Michel

Personal information
- Full name: Michel Augusto Modesto Rafael dos Santos
- Date of birth: 20 May 2003 (age 23)
- Place of birth: Avaré, Brazil
- Height: 1.88 m (6 ft 2 in)
- Position: Centre-back

Team information
- Current team: Neftchi Fergana
- Number: 3

Youth career
- 2019–2023: Palmeiras

Senior career*
- Years: Team / Apps / (Gls)
- 2021–2026: Palmeiras / 4 / (0)
- 2025–2026: → Moreirense (loan) / 9 / (0)
- 2026–: Neftchi Fergana / 0 / (0)

International career
- 2023: Brazil U23 / 4 / (0)

Medal record
Men's football
Representing Brazil
Pan American Games
| Winner | 2023 Santiago |  |

= Michel (footballer, born 2003) =

Brazilian footballer

Michel Augusto Modesto Rafael dos Santos (born 20 May 2003), known as Michel, is a Brazilian professional footballer who plays as a centre-back for Uzbekistan Super League club Neftchi Fergana.

== Club career ==
Michel made his Serie A debut for Palmeiras on the 1st of December 2021, starting for the club against Cuiabá, and going on to play the full 90 minutes of this 3–1 away win.

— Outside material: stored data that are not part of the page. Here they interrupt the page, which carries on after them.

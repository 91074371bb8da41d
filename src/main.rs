use clap::Parser;
use job_kpi::app_log;
use job_kpi::cli::{handle_command, Cli};
use job_kpi::logging::init_tracing;
use std::process::ExitCode;

#[tokio::main]
async fn main() -> ExitCode {
    let cli = Cli::parse();

    // Initialize logging first
    if let Err(e) = init_tracing(cli.log_file.as_deref()) {
        eprintln!("⚠️  Logging disabled: {:#}", e);
    }

    match handle_command(cli).await {
        Ok(()) => ExitCode::SUCCESS,
        Err(e) => {
            app_log!(debug, "Command failed: {:?}", e);
            eprintln!("❌ {:#}", e);
            ExitCode::FAILURE
        }
    }
}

In a Palmeiras side that had just won its second Copa Libertadores in a row while already being out of the race for the 2021 Serie A title, Michel became known as one of Palmeiras' most promising prospects, starting the last three championship games of the season as a central defender in Abel Ferreira's 3-4-3 system.

On 8 September 2026, Michel moved to Uzbekistan and signed with Neftchi Fergana.